Segment Open

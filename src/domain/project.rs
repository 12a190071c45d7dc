//! Project domain entity

use serde::{Deserialize, Serialize};
use super::entity::{DomainError, DomainResult, Entity};

/// A project owns one board of issues
#[derive(Debug, Clone, PartialEq, Serialize, Deserialize)]
#[serde(rename_all = "camelCase")]
pub struct Project {
    pub id: String,
    pub name: String,
    /// Short name used as the issue key prefix
    pub key: String,
    #[serde(default)]
    pub created_at: Option<i64>,
}

impl Entity for Project {
    type Id = String;

    fn id(&self) -> Self::Id {
        self.id.clone()
    }
}

impl Project {
    pub fn new(id: impl Into<String>, name: impl Into<String>, key: impl Into<String>) -> Self {
        Self {
            id: id.into(),
            name: name.into(),
            key: key.into(),
            created_at: None,
        }
    }

    /// Both the name and the short name are required
    pub fn validate(&self) -> DomainResult<()> {
        if self.name.trim().is_empty() {
            return Err(DomainError::InvalidInput("Project name must not be empty".to_string()));
        }
        if self.key.trim().is_empty() {
            return Err(DomainError::InvalidInput("Project short name must not be empty".to_string()));
        }
        Ok(())
    }

    /// Issue key for the n-th issue of this project, e.g. "BRD-7"
    pub fn issue_key(&self, number: i64) -> String {
        format!("{}-{}", self.key, number)
    }
}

Segment Closed

_Description of the task_: Everything from the line containing "short name must" through the end of the entries above should be retyped exactly, and nothing else.

_Exercise result_:
            return Err(DomainError::InvalidInput("Project short name must not be empty".to_string()));
        }
        Ok(())
    }

    /// Issue key for the n-th issue of this project, e.g. "BRD-7"
    pub fn issue_key(&self, number: i64) -> String {
        format!("{}-{}", self.key, number)
    }
}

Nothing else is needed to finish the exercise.